━━━━━ AVAILABLE RECORDS
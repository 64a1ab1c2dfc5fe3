//! ## Constants
//!
//! Protocol, USB, and queue-sizing constants used throughout the daemon.
//!

#[allow(unused)]
pub mod usb {
    /// Vendor id of a brick.
    pub const VENDOR_ID: u16 = 0x16D0;
    /// Product id of a brick.
    pub const PRODUCT_ID: u16 = 0x063D;

    /// The configuration every brick is opened under.
    pub const CONFIGURATION: u8 = 1;
    /// The interface every brick is claimed on.
    pub const INTERFACE: u8 = 0;
    /// Bulk IN endpoint address.
    pub const ENDPOINT_IN: u8 = 0x84;
    /// Bulk OUT endpoint address.
    pub const ENDPOINT_OUT: u8 = 0x05;

    /// Max packet size on either bulk endpoint.
    pub const ENDPOINT_SIZE: usize = 64;
    /// Size of a single bulk-IN read buffer.
    pub const READ_BUFFER_SIZE: usize = 4096;

    /// Number of reader threads kept alive per device.
    pub const NUM_READ_TRANSFER: usize = 5;
    /// Number of bulk-OUT transfers allowed in flight per device.
    pub const NUM_WRITE_TRANSFER: usize = 5;

    /// Per-transfer timeout. Bounds how long a reader/writer thread can be
    /// blocked inside libusb before it wakes up and rechecks the worker's
    /// stop flag.
    pub const TRANSFER_TIMEOUT_MS: u64 = 1000;
}

#[allow(unused)]
pub mod frame {
    /// Size of the frame header (stack id, type, length).
    pub const HEADER_SIZE: usize = 4;
    /// Minimum legal frame length (header only).
    pub const MIN_LENGTH: usize = HEADER_SIZE;
    /// Maximum legal frame length (one USB transfer).
    pub const MAX_LENGTH: usize = super::usb::ENDPOINT_SIZE;

    /// Broadcast / enumeration stack id.
    pub const STACK_ID_BROADCAST: u8 = 0;

    /// Host -> stack enumeration request.
    pub const TYPE_ENUMERATE: u8 = 254;
    /// Stack -> host enumeration callback (also used, with the denumerate
    /// flag cleared, for the synthetic "device gone" broadcast).
    pub const TYPE_ENUMERATE_CALLBACK: u8 = 253;
    /// Get-stack-id request/response.
    pub const TYPE_GET_STACK_ID: u8 = 255;

    /// Length of an enumeration-callback / denumerate frame.
    pub const ENUMERATE_CALLBACK_LENGTH: usize = 54;
    /// Offset of the UID field in an enumeration-callback frame.
    pub const ENUMERATE_UID_OFFSET: usize = 4;
    /// Offset of the 40-byte name field in an enumeration-callback frame.
    pub const ENUMERATE_NAME_OFFSET: usize = 12;
    /// Length in bytes of the name field.
    pub const ENUMERATE_NAME_LENGTH: usize = 40;
    /// Offset of the stack-id byte in an enumeration-callback frame.
    pub const ENUMERATE_STACK_ID_OFFSET: usize = 52;
    /// Offset of the boolean "this is a live enumeration, not a denumerate" flag.
    pub const ENUMERATE_IS_PRESENT_OFFSET: usize = 53;

    /// Offset of the returned stack id in a get-stack-id reply.
    pub const GET_STACK_ID_REPLY_OFFSET: usize = 55;

    /// Maximum pending-response registrations held per `(device, request_key)`.
    pub const MAX_PENDING_PER_KEY: usize = 25;
}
━━━━━━━━━━
AIM OF THE TASK: Beginning at the line that contains "pub const ENUMERATE_IS_PRESENT_OFFSET: usize", reproduce every line down to the last line of the entries above, exactly and only those.

RESPONSE:
    pub const ENUMERATE_IS_PRESENT_OFFSET: usize = 53;

    /// Offset of the returned stack id in a get-stack-id reply.
    pub const GET_STACK_ID_REPLY_OFFSET: usize = 55;

    /// Maximum pending-response registrations held per `(device, request_key)`.
    pub const MAX_PENDING_PER_KEY: usize = 25;
}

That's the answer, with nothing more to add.